O barco já está afundando, ou seja, a Nova República está sendo enterrada viva e com ela os direitos sociais duramente batalhados como contrapartida da luta do povo brasileiro no período da Abertura lenta, gradual e restrita. Como diziam os antigos, isso – a perda - já é jornal velho.
Os direitos sociais são a conquista substantiva na Constituição de 1988 e, sim, formavam na década de '80 a concepção do reformismo ainda radicalizado, mesclando uma formação em cima de Paulo Freire e Antonio Gramsci, e todas as diversas significações que isso pode implicar em um partido massivo, com direito de tendência e liderança carismática e intocável, como o ex-presidente Lula.
O ciclo que se encerra está para além da Nova República e trata-se da formalização institucional das relações sociais no Brasil. Há registro de comemoração do primeiro de maio - dia do trabalhador - já em 1892. Na virada do século, boa parte das associações mutualistas ou ligas de socorros mútuos foram acompanhando o debate da ala federalista da 1ª Associação Internacional e tomaram os rumos do chamado sindicalismo de intenção revolucionária (de orientação anarquista). Foram exatos quarenta anos até as primeiras legislações de vulto ser promulgadas em 1932. Vargas terminou o trabalho sujo de Arthur Bernardes, cortou a cabeça do sindicalismo classista, reprimiu primeiro o anarquismo e depois a linha de Moscou e concluiu sua obra excluindo os setores mais duros do integralismo de seu Estado Novo, aos moldes do salazarismo português à época.

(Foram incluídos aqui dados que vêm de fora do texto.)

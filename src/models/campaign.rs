// src/models/campaign.rs
use chrono::{DateTime, Utc};
use serde::{Deserialize, Serialize};
use serde_json::Value;

use crate::models::action::Action;
use crate::models::notification::NotificationId;
use crate::utils::lenient::{deserialize_flag, deserialize_optional_flag};
use crate::utils::time::deserialize_optional_timestamp;

pub const DEFAULT_ICON: &str = "🔔";
pub const COLLAPSED_ICON_BG: &str = "#10B981";
pub const EXPANDED_ICON_BG: &str = "#1E3A8A";
pub const PRIMARY_BUTTON_COLOR: &str = "#2563EB";
pub const EXPANDED_SECONDARY_BUTTON_COLOR: &str = "#FFFFFF";
pub const FULLSCREEN_SECONDARY_BUTTON_COLOR: &str = "#6B7280";

/// Which of a tier's two buttons.
#[derive(Debug, Clone, Copy, PartialEq, Eq)]
pub enum ButtonSlot {
    Primary,
    Secondary,
}

/// Per-tier content of a campaign notification, exactly as the backend sends it (flat columns).
#[derive(Serialize, Deserialize, Debug, Clone, Default, PartialEq)]
pub struct CampaignTiers {
    #[serde(default, skip_serializing_if = "Option::is_none")]
    pub collapsed_icon: Option<String>,
    #[serde(default, skip_serializing_if = "Option::is_none")]
    pub collapsed_icon_bg_color: Option<String>,
    #[serde(default, skip_serializing_if = "Option::is_none")]
    pub collapsed_title: Option<String>,
    #[serde(default, skip_serializing_if = "Option::is_none")]
    pub collapsed_message: Option<String>,
    #[serde(default, skip_serializing_if = "Option::is_none")]
    pub collapsed_timestamp_text: Option<String>,

    #[serde(default, skip_serializing_if = "Option::is_none")]
    pub expanded_icon: Option<String>,
    #[serde(default, skip_serializing_if = "Option::is_none")]
    pub expanded_icon_bg_color: Option<String>,
    #[serde(default, skip_serializing_if = "Option::is_none")]
    pub expanded_title: Option<String>,
    #[serde(default, skip_serializing_if = "Option::is_none")]
    pub expanded_message: Option<String>,
    #[serde(default, skip_serializing_if = "Option::is_none")]
    pub expanded_button_1_text: Option<String>,
    #[serde(default, skip_serializing_if = "Option::is_none")]
    pub expanded_button_1_action: Option<Value>,
    #[serde(default, skip_serializing_if = "Option::is_none")]
    pub expanded_button_1_color: Option<String>,
    #[serde(default, skip_serializing_if = "Option::is_none")]
    pub expanded_button_2_text: Option<String>,
    #[serde(default, skip_serializing_if = "Option::is_none")]
    pub expanded_button_2_action: Option<Value>,
    #[serde(default, skip_serializing_if = "Option::is_none")]
    pub expanded_button_2_color: Option<String>,

    #[serde(
        default,
        deserialize_with = "deserialize_optional_flag",
        skip_serializing_if = "Option::is_none"
    )]
    pub fullscreen_show_logo: Option<bool>,
    #[serde(default, skip_serializing_if = "Option::is_none")]
    pub fullscreen_icon: Option<String>,
    #[serde(default, skip_serializing_if = "Option::is_none")]
    pub fullscreen_icon_bg_color: Option<String>,
    #[serde(default, skip_serializing_if = "Option::is_none")]
    pub fullscreen_heading: Option<String>,
    #[serde(default, skip_serializing_if = "Option::is_none")]
    pub fullscreen_subheading: Option<String>,
    #[serde(default, skip_serializing_if = "Option::is_none")]
    pub fullscreen_description: Option<String>,
    #[serde(default, skip_serializing_if = "Option::is_none")]
    pub fullscreen_primary_button_text: Option<String>,
    #[serde(default, skip_serializing_if = "Option::is_none")]
    pub fullscreen_primary_button_action: Option<Value>,
    #[serde(default, skip_serializing_if = "Option::is_none")]
    pub fullscreen_primary_button_color: Option<String>,
    #[serde(default, skip_serializing_if = "Option::is_none")]
    pub fullscreen_secondary_button_text: Option<String>,
    #[serde(default, skip_serializing_if = "Option::is_none")]
    pub fullscreen_secondary_button_action: Option<Value>,
    #[serde(default, skip_serializing_if = "Option::is_none")]
    pub fullscreen_secondary_button_color: Option<String>,
}

/// Resolved, ready-to-show content of one presentation tier.
#[derive(Debug, Clone, PartialEq)]
pub struct TierView {
    pub icon: String,
    pub icon_bg_color: String,
    pub title: String,
    pub message: String,
    pub subheading: Option<String>,
    pub timestamp_text: Option<String>,
    pub show_logo: bool,
    pub buttons: Vec<TierButton>,
}

#[derive(Debug, Clone, PartialEq)]
pub struct TierButton {
    pub slot: ButtonSlot,
    pub text: String,
    pub color: String,
    /// `None` when the backend sent no action or one we could not parse.
    pub action: Option<Action>,
}

impl TierView {
    pub fn button(&self, slot: ButtonSlot) -> Option<&TierButton> {
        self.buttons.iter().find(|b| b.slot == slot)
    }
}

/// First non-empty candidate.
fn pick(candidates: &[Option<&String>]) -> Option<String> {
    candidates
        .iter()
        .flatten()
        .find(|s| !s.is_empty())
        .map(|s| s.to_string())
}

fn button(
    slot: ButtonSlot,
    text: &Option<String>,
    action: &Option<Value>,
    color: &Option<String>,
    default_color: &str,
) -> Option<TierButton> {
    let text = text.as_ref().filter(|t| !t.is_empty())?;
    Some(TierButton {
        slot,
        text: text.clone(),
        color: color.clone().unwrap_or_else(|| default_color.to_string()),
        action: action.as_ref().and_then(Action::from_button),
    })
}

impl CampaignTiers {
    /// Banner content. `title`/`message` are the plain notification fields used when no tier copy exists.
    pub fn collapsed(&self, title: Option<&String>, message: Option<&String>) -> TierView {
        TierView {
            icon: pick(&[self.collapsed_icon.as_ref()]).unwrap_or_else(|| DEFAULT_ICON.to_string()),
            icon_bg_color: pick(&[self.collapsed_icon_bg_color.as_ref()])
                .unwrap_or_else(|| COLLAPSED_ICON_BG.to_string()),
            title: pick(&[self.collapsed_title.as_ref(), title]).unwrap_or_default(),
            message: pick(&[self.collapsed_message.as_ref(), message]).unwrap_or_default(),
            subheading: None,
            timestamp_text: self.collapsed_timestamp_text.clone(),
            show_logo: false,
            buttons: Vec::new(),
        }
    }

    /// Expanded panel; falls back to the collapsed copy.
    pub fn expanded(&self, title: Option<&String>, message: Option<&String>) -> TierView {
        let buttons = [
            button(
                ButtonSlot::Primary,
                &self.expanded_button_1_text,
                &self.expanded_button_1_action,
                &self.expanded_button_1_color,
                PRIMARY_BUTTON_COLOR,
            ),
            button(
                ButtonSlot::Secondary,
                &self.expanded_button_2_text,
                &self.expanded_button_2_action,
                &self.expanded_button_2_color,
                EXPANDED_SECONDARY_BUTTON_COLOR,
            ),
        ];

        TierView {
            icon: pick(&[self.expanded_icon.as_ref(), self.collapsed_icon.as_ref()])
                .unwrap_or_else(|| DEFAULT_ICON.to_string()),
            icon_bg_color: pick(&[
                self.expanded_icon_bg_color.as_ref(),
                self.collapsed_icon_bg_color.as_ref(),
            ])
            .unwrap_or_else(|| EXPANDED_ICON_BG.to_string()),
            title: pick(&[self.expanded_title.as_ref(), self.collapsed_title.as_ref(), title])
                .unwrap_or_default(),
            message: pick(&[
                self.expanded_message.as_ref(),
                self.collapsed_message.as_ref(),
                message,
            ])
            .unwrap_or_default(),
            subheading: None,
            timestamp_text: self.collapsed_timestamp_text.clone(),
            show_logo: false,
            buttons: buttons.into_iter().flatten().collect(),
        }
    }

    /// Full-screen modal; falls back to expanded, then collapsed copy.
    pub fn fullscreen(&self, title: Option<&String>, message: Option<&String>) -> TierView {
        let buttons = [
            button(
                ButtonSlot::Primary,
                &self.fullscreen_primary_button_text,
                &self.fullscreen_primary_button_action,
                &self.fullscreen_primary_button_color,
                PRIMARY_BUTTON_COLOR,
            ),
            button(
                ButtonSlot::Secondary,
                &self.fullscreen_secondary_button_text,
                &self.fullscreen_secondary_button_action,
                &self.fullscreen_secondary_button_color,
                FULLSCREEN_SECONDARY_BUTTON_COLOR,
            ),
        ];

        TierView {
            icon: pick(&[
                self.fullscreen_icon.as_ref(),
                self.expanded_icon.as_ref(),
                self.collapsed_icon.as_ref(),
            ])
            .unwrap_or_else(|| DEFAULT_ICON.to_string()),
            icon_bg_color: pick(&[
                self.fullscreen_icon_bg_color.as_ref(),
                self.expanded_icon_bg_color.as_ref(),
                self.collapsed_icon_bg_color.as_ref(),
            ])
            .unwrap_or_else(|| EXPANDED_ICON_BG.to_string()),
            title: pick(&[
                self.fullscreen_heading.as_ref(),
                self.expanded_title.as_ref(),
                self.collapsed_title.as_ref(),
                title,
            ])
            .unwrap_or_default(),
            message: pick(&[
                self.fullscreen_description.as_ref(),
                self.expanded_message.as_ref(),
                self.collapsed_message.as_ref(),
                message,
            ])
            .unwrap_or_default(),
            subheading: pick(&[self.fullscreen_subheading.as_ref()]),
            timestamp_text: None,
            show_logo: self.fullscreen_show_logo != Some(false),
            buttons: buttons.into_iter().flatten().collect(),
        }
    }
}

/// A campaign notification as listed for the current user.
#[derive(Serialize, Deserialize, Debug, Clone, PartialEq)]
pub struct CampaignNotification {
    #[serde(rename = "user_notification_id")]
    pub id: NotificationId,
    #[serde(default)]
    pub notification_id: Option<NotificationId>,
    #[serde(default)]
    pub type_key: Option<String>,
    #[serde(default, deserialize_with = "deserialize_flag")]
    pub is_read: bool,
    #[serde(default, deserialize_with = "deserialize_optional_timestamp")]
    pub created_at: Option<DateTime<Utc>>,
    #[serde(flatten)]
    pub tiers: CampaignTiers,
}

#[derive(Deserialize, Debug, Default)]
pub struct CampaignListResponse {
    #[serde(default)]
    pub notifications: Vec<CampaignNotification>,
}

pub type CampaignStats = serde_json::Map<String, Value>;

#[derive(Deserialize, Debug, Default)]
pub struct CampaignStatsResponse {
    #[serde(default)]
    pub stats: CampaignStats,
}

#[cfg(test)]
mod tests {
    use super::*;
    use serde_json::json;

    fn tiers() -> CampaignTiers {
        serde_json::from_value(json!({
            "collapsed_icon": "🎉",
            "collapsed_title": "Spring sale",
            "collapsed_message": "Up to 40% off",
            "expanded_message": "Up to 40% off on every listing this weekend",
            "expanded_button_1_text": "Shop now",
            "expanded_button_1_action": {"type": "open_screen", "screen": "Search", "params": {"q": "sale"}},
            "expanded_button_2_text": "Later",
            "expanded_button_2_action": {"type": "dismiss"},
            "fullscreen_heading": "The spring sale is on",
            "fullscreen_show_logo": 0,
            "fullscreen_primary_button_text": "Browse",
            "fullscreen_primary_button_action": {"type": "open_url"}
        }))
        .unwrap()
    }

    #[test]
    fn expanded_falls_back_to_collapsed_copy() {
        let view = tiers().expanded(None, None);
        assert_eq!(view.title, "Spring sale");
        assert_eq!(view.message, "Up to 40% off on every listing this weekend");
        assert_eq!(view.icon, "🎉");
        assert_eq!(view.icon_bg_color, EXPANDED_ICON_BG);
        assert_eq!(view.buttons.len(), 2);
        assert_eq!(
            view.button(ButtonSlot::Primary).unwrap().action,
            Some(Action::OpenScreen { screen: "Search".into(), params: json!({"q": "sale"}) })
        );
        assert_eq!(view.button(ButtonSlot::Secondary).unwrap().action, Some(Action::Dismiss));
    }

    #[test]
    fn fullscreen_resolution_and_malformed_button() {
        let view = tiers().fullscreen(None, None);
        assert_eq!(view.title, "The spring sale is on");
        assert_eq!(view.message, "Up to 40% off on every listing this weekend");
        assert!(!view.show_logo);
        let primary = view.button(ButtonSlot::Primary).unwrap();
        assert_eq!(primary.color, PRIMARY_BUTTON_COLOR);
        assert!(primary.action.is_none());
        assert!(view.button(ButtonSlot::Secondary).is_none());
    }

    #[test]
    fn plain_popup_uses_notification_fields() {
        let title = "T".to_string();
        let message = "M".to_string();
        let view = CampaignTiers::default().collapsed(Some(&title), Some(&message));
        assert_eq!(view.title, "T");
        assert_eq!(view.message, "M");
        assert_eq!(view.icon, DEFAULT_ICON);
        assert_eq!(view.icon_bg_color, COLLAPSED_ICON_BG);
        assert!(CampaignTiers::default().fullscreen(None, None).show_logo);
    }
}
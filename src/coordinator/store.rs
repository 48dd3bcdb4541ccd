//! Owned notification state shared between the coordinator and the views reading it.

use std::sync::atomic::{AtomicU64, Ordering};

use tokio::sync::watch;

use crate::models::{Notification, NotificationId};
use crate::popup::{PopupEvent, PopupNotification, PopupSession, PopupState};

/// Snapshot of everything the notification views render from.
#[derive(Debug, Clone, Default, PartialEq)]
pub struct NotificationState {
    pub unread_count: u64,
    pub notifications: Vec<Notification>,
    pub loading: bool,
    pub popup: Option<PopupSession>,
    /// Server timestamp of the last successful heartbeat.
    pub last_check: Option<String>,
}

impl NotificationState {
    /// Replaces the popup (last write wins). Returns the id of a displaced, unconsumed popup.
    pub fn show_popup(&mut self, popup: PopupNotification) -> Option<NotificationId> {
        let displaced = self.popup.take().map(|p| p.notification.id);
        self.popup = Some(PopupSession::new(popup));
        displaced
    }

    /// Applies a state-machine event; reaching `Closed` drops the popup.
    pub fn apply_popup_event(&mut self, event: PopupEvent) -> PopupState {
        let state = match self.popup.as_mut() {
            Some(session) => session.apply(event),
            None => PopupState::Closed,
        };
        if state == PopupState::Closed {
            self.popup = None;
        }
        state
    }

    /// Replace the inbox with a first page.
    pub fn replace_notifications(&mut self, items: Vec<Notification>) {
        self.notifications = dedup_by_id(items);
    }

    /// Append a later page, skipping ids already present.
    pub fn append_notifications(&mut self, items: Vec<Notification>) {
        for item in items {
            if !self.contains(item.id) {
                self.notifications.push(item);
            }
        }
    }

    /// Put newly arrived items at the top, skipping ids already present. Returns how many were added.
    pub fn prepend_notifications(&mut self, items: Vec<Notification>) -> usize {
        let fresh: Vec<Notification> = dedup_by_id(items)
            .into_iter()
            .filter(|n| !self.contains(n.id))
            .collect();
        let added = fresh.len();
        self.notifications.splice(0..0, fresh);
        added
    }

    pub fn contains(&self, id: NotificationId) -> bool {
        self.notifications.iter().any(|n| n.id == id)
    }

    /// Local read flag; returns true if the item was unread.
    pub fn mark_read(&mut self, id: NotificationId) -> bool {
        match self.notifications.iter_mut().find(|n| n.id == id) {
            Some(n) if !n.is_read => {
                n.is_read = true;
                self.unread_count = self.unread_count.saturating_sub(1);
                true
            }
            _ => false,
        }
    }

    pub fn mark_all_read(&mut self) {
        for n in &mut self.notifications {
            n.is_read = true;
        }
        self.unread_count = 0;
    }

    /// Removes exactly `id`. Returns the removed item.
    pub fn remove(&mut self, id: NotificationId) -> Option<Notification> {
        let index = self.notifications.iter().position(|n| n.id == id)?;
        let removed = self.notifications.remove(index);
        if !removed.is_read {
            self.unread_count = self.unread_count.saturating_sub(1);
        }
        Some(removed)
    }
}

fn dedup_by_id(items: Vec<Notification>) -> Vec<Notification> {
    let mut seen = std::collections::HashSet::new();
    items.into_iter().filter(|n| seen.insert(n.id)).collect()
}

/// Lifecycle generation. Results computed under an old epoch are discarded.
#[derive(Debug, Clone, Copy, PartialEq, Eq)]
pub struct Epoch(u64);

/// ✅ **Explicitly owned notification store**
///
/// Mutations go through [`NotificationStore::apply`] with the epoch captured before the
/// operation suspended. [`NotificationStore::teardown`] bumps the epoch, so anything still
/// in flight lands as a no-op.
pub struct NotificationStore {
    state: watch::Sender<NotificationState>,
    epoch: AtomicU64,
}

impl Default for NotificationStore {
    fn default() -> Self {
        Self::new()
    }
}

impl NotificationStore {
    pub fn new() -> Self {
        let (state, _) = watch::channel(NotificationState::default());
        Self {
            state,
            epoch: AtomicU64::new(0),
        }
    }

    pub fn epoch(&self) -> Epoch {
        Epoch(self.epoch.load(Ordering::SeqCst))
    }

    /// Receiver for views; it sees every committed change.
    pub fn subscribe(&self) -> watch::Receiver<NotificationState> {
        self.state.subscribe()
    }

    pub fn snapshot(&self) -> NotificationState {
        self.state.borrow().clone()
    }

    pub fn read<R>(&self, f: impl FnOnce(&NotificationState) -> R) -> R {
        f(&self.state.borrow())
    }

    /// Run `f` against the state if `epoch` is still current. Returns whether it ran.
    pub fn apply(&self, epoch: Epoch, f: impl FnOnce(&mut NotificationState)) -> bool {
        self.state.send_if_modified(|state| {
            // Checked under the channel's write lock; `teardown` bumps under the same lock.
            if self.epoch.load(Ordering::SeqCst) != epoch.0 {
                return false;
            }
            f(state);
            true
        })
    }

    /// Apply under the current epoch (synchronous UI actions that never suspend).
    pub fn update(&self, f: impl FnOnce(&mut NotificationState)) {
        self.apply(self.epoch(), f);
    }

    /// Start a fresh lifecycle with empty state.
    pub fn reset(&self) -> Epoch {
        let mut next = 0;
        self.state.send_modify(|state| {
            next = self.epoch.fetch_add(1, Ordering::SeqCst) + 1;
            *state = NotificationState::default();
        });
        Epoch(next)
    }

    /// End the current lifecycle; late results become no-ops. State is left readable,
    /// with any in-flight `loading` flag cleared since its completion will be dropped.
    pub fn teardown(&self) {
        self.state.send_if_modified(|state| {
            self.epoch.fetch_add(1, Ordering::SeqCst);
            std::mem::replace(&mut state.loading, false)
        });
    }
}
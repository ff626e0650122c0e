//! Stock validation shared by the advisory pre-check and the locked re-check.
//!
//! Both phases call [`settle`] with the same merged cart lines; only the stock
//! rows differ (observed without locks vs. held under `FOR UPDATE`).

use bigdecimal::BigDecimal;
use num_traits::Zero;
use serde::{Deserialize, Serialize};
use std::collections::BTreeMap;
use thiserror::Error;

use crate::{AccountId, OrderId, ProductId, ShippingInfo};

#[derive(Debug, Clone, Copy, PartialEq, Eq, Serialize, Deserialize)]
pub struct CartLine {
    pub product_id: ProductId,
    pub quantity: i32,
}

impl CartLine {
    pub fn new(product_id: ProductId, quantity: i32) -> Self {
        Self { product_id, quantity }
    }
}

/// A product row as seen by a stock check.
#[derive(Debug, Clone, PartialEq, Serialize, Deserialize)]
pub struct ProductStock {
    pub product_id: ProductId,
    pub name: String,
    pub price: BigDecimal,
    pub stock_quantity: i32,
}

/// One frozen order line. Stored on the order and never re-read from the catalog.
#[derive(Debug, Clone, PartialEq, Serialize, Deserialize)]
pub struct SnapshotLine {
    pub product_id: ProductId,
    pub name: String,
    pub quantity: i32,
    pub price: BigDecimal,
    pub line_total: BigDecimal,
}

#[derive(Debug, Clone, Copy, PartialEq, Eq, Serialize, Deserialize)]
pub struct Shortfall {
    pub product_id: ProductId,
    pub requested: i32,
    pub available: i32,
}

#[derive(Debug, Clone, PartialEq, Eq, Error)]
pub enum ReservationError {
    #[error("cart is empty")]
    EmptyCart,
    #[error("invalid quantity {quantity} for product {product_id}")]
    InvalidQuantity { product_id: ProductId, quantity: i32 },
    #[error("insufficient stock for {} product(s)", .0.len())]
    InsufficientStock(Vec<Shortfall>),
    #[error("order total {total} exceeds the maximum order amount")]
    TotalTooLarge { total: BigDecimal },
}

/// Exclusive upper bound of `order_requests.total_amount`, a `NUMERIC(14, 2)`
/// column.
pub const ORDER_TOTAL_LIMIT: i64 = 1_000_000_000_000;

/// Everything the atomic phase needs, already merged and sorted by product id.
#[derive(Debug, Clone, PartialEq)]
pub struct ReservationRequest {
    pub account_id: AccountId,
    pub lines: Vec<CartLine>,
    pub shipping: ShippingInfo,
}

impl ReservationRequest {
    /// Product ids in lock order.
    pub fn product_ids(&self) -> Vec<ProductId> {
        self.lines.iter().map(|line| line.product_id).collect()
    }
}

#[derive(Debug, Clone, PartialEq)]
pub struct Settlement {
    pub lines: Vec<SnapshotLine>,
    pub total_amount: BigDecimal,
}

impl Settlement {
    pub fn decrements(&self) -> impl Iterator<Item = (ProductId, i32)> + '_ {
        self.lines.iter().map(|line| (line.product_id, line.quantity))
    }
}

#[derive(Debug, Clone, PartialEq, Serialize, Deserialize)]
pub struct PlacedOrder {
    pub order_id: OrderId,
    pub total_amount: BigDecimal,
    pub snapshot: Vec<SnapshotLine>,
}

/// Merges duplicate products and sorts by ascending id, which is also the
/// row lock order.
pub fn merge_lines(lines: &[CartLine]) -> Result<Vec<CartLine>, ReservationError> {
    if lines.is_empty() {
        return Err(ReservationError::EmptyCart);
    }

    let mut merged: BTreeMap<ProductId, i32> = BTreeMap::new();
    for line in lines {
        if line.quantity < 1 {
            return Err(ReservationError::InvalidQuantity {
                product_id: line.product_id,
                quantity: line.quantity,
            });
        }
        let entry = merged.entry(line.product_id).or_insert(0);
        *entry = entry.checked_add(line.quantity).ok_or(ReservationError::InvalidQuantity {
            product_id: line.product_id,
            quantity: line.quantity,
        })?;
    }

    Ok(merged
        .into_iter()
        .map(|(product_id, quantity)| CartLine { product_id, quantity })
        .collect())
}

/// Validates every line against `stock` and, when all lines fit, prices the
/// order. A product missing from `stock` counts as zero available.
///
/// All shortfalls are reported, not just the first.
pub fn settle(lines: &[CartLine], stock: &[ProductStock]) -> Result<Settlement, ReservationError> {
    if lines.is_empty() {
        return Err(ReservationError::EmptyCart);
    }

    let rows: BTreeMap<ProductId, &ProductStock> =
        stock.iter().map(|row| (row.product_id, row)).collect();

    let mut shortfalls = Vec::new();
    let mut snapshot = Vec::with_capacity(lines.len());
    for line in lines {
        match rows.get(&line.product_id) {
            Some(row) if row.stock_quantity >= line.quantity => {
                let line_total = &row.price * BigDecimal::from(line.quantity);
                snapshot.push(SnapshotLine {
                    product_id: line.product_id,
                    name: row.name.clone(),
                    quantity: line.quantity,
                    price: row.price.clone(),
                    line_total,
                });
            }
            found => shortfalls.push(Shortfall {
                product_id: line.product_id,
                requested: line.quantity,
                available: found.map(|row| row.stock_quantity.max(0)).unwrap_or(0),
            }),
        }
    }

    if !shortfalls.is_empty() {
        return Err(ReservationError::InsufficientStock(shortfalls));
    }

    let total_amount = snapshot
        .iter()
        .fold(BigDecimal::zero(), |acc, line| acc + &line.line_total);
    if total_amount >= BigDecimal::from(ORDER_TOTAL_LIMIT) {
        return Err(ReservationError::TotalTooLarge { total: total_amount });
    }

    Ok(Settlement {
        lines: snapshot,
        total_amount,
    })
}

#[cfg(test)]
mod tests {
    use super::*;
    use proptest::prelude::*;

    fn row(product_id: ProductId, price: &str, stock_quantity: i32) -> ProductStock {
        ProductStock {
            product_id,
            name: format!("part-{product_id}"),
            price: price.parse().unwrap(),
            stock_quantity,
        }
    }

    #[test]
    fn merge_sorts_and_sums_duplicates() {
        let merged = merge_lines(&[CartLine::new(9, 1), CartLine::new(2, 2), CartLine::new(9, 3)]).unwrap();
        assert_eq!(merged, vec![CartLine::new(2, 2), CartLine::new(9, 4)]);
    }

    #[test]
    fn merge_rejects_empty_and_non_positive() {
        assert_eq!(merge_lines(&[]), Err(ReservationError::EmptyCart));
        assert_eq!(
            merge_lines(&[CartLine::new(1, 0)]),
            Err(ReservationError::InvalidQuantity { product_id: 1, quantity: 0 })
        );
    }

    #[test]
    fn settle_prices_lines_and_total() {
        let lines = [CartLine::new(1, 2), CartLine::new(2, 1)];
        let stock = [row(1, "150.50", 5), row(2, "99.99", 1)];

        let settlement = settle(&lines, &stock).unwrap();

        assert_eq!(settlement.lines[0].line_total, "301.00".parse::<BigDecimal>().unwrap());
        assert_eq!(settlement.lines[1].name, "part-2");
        assert_eq!(settlement.total_amount, "400.99".parse::<BigDecimal>().unwrap());
        assert_eq!(settlement.decrements().collect::<Vec<_>>(), vec![(1, 2), (2, 1)]);
    }

    #[test]
    fn settle_reports_every_shortfall() {
        let lines = [CartLine::new(1, 3), CartLine::new(2, 1), CartLine::new(3, 4)];
        let stock = [row(1, "10", 2), row(2, "10", 1)];

        let err = settle(&lines, &stock).unwrap_err();

        assert_eq!(
            err,
            ReservationError::InsufficientStock(vec![
                Shortfall { product_id: 1, requested: 3, available: 2 },
                Shortfall { product_id: 3, requested: 4, available: 0 },
            ])
        );
    }

    #[test]
    fn oversized_totals_are_rejected_up_front() {
        let lines = [CartLine::new(1, 20_000)];
        let stock = [row(1, "99999999.99", i32::MAX)];

        let err = settle(&lines, &stock).unwrap_err();

        assert_eq!(
            err,
            ReservationError::TotalTooLarge { total: "1999999999800".parse().unwrap() }
        );
    }

    proptest! {
        #[test]
        fn settle_accepts_exactly_when_every_line_fits(
            demand in prop::collection::vec((1i64..6, 1i32..10), 1..8),
            stock_levels in prop::collection::vec(0i32..12, 6),
        ) {
            let lines: Vec<CartLine> = demand.iter().map(|(p, q)| CartLine::new(*p, *q)).collect();
            let lines = merge_lines(&lines).unwrap();
            let stock: Vec<ProductStock> = (1i64..6)
                .map(|p| row(p, "1.25", stock_levels[p as usize]))
                .collect();

            let fits = lines.iter().all(|l| l.quantity <= stock_levels[l.product_id as usize]);
            match settle(&lines, &stock) {
                Ok(settlement) => {
                    prop_assert!(fits);
                    let units: i32 = settlement.lines.iter().map(|l| l.quantity).sum();
                    prop_assert_eq!(settlement.total_amount, BigDecimal::from(units) * "1.25".parse::<BigDecimal>().unwrap());
                }
                Err(ReservationError::InsufficientStock(shortfalls)) => {
                    prop_assert!(!fits);
                    for s in shortfalls {
                        prop_assert!(s.requested > s.available);
                    }
                }
                Err(other) => prop_assert!(false, "unexpected error {other:?}"),
            }
        }
    }
}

Mas, com toda a repressão e o autoritarismo varguista, o conjunto de regulações do mundo do trabalho e das legislações sociais veio em um crescendo, chegando até ao mundo da roça, o campo, em pleno governo Geisel. Por isso a ditadura no Brasil criou um regime de tutela militar e voltado para a modernização conservadora. Está tudo indo embora neste período histórico, à exceção do pior de sua reivindicação: militares entreguistas; neoliberais selvagens; esnobismo anti-povo e elogio às posturas anti-intelectuais. Enfim, estamos vendo a linha chilena manifestando-se através do racismo de classe como bem define Jessé Souza.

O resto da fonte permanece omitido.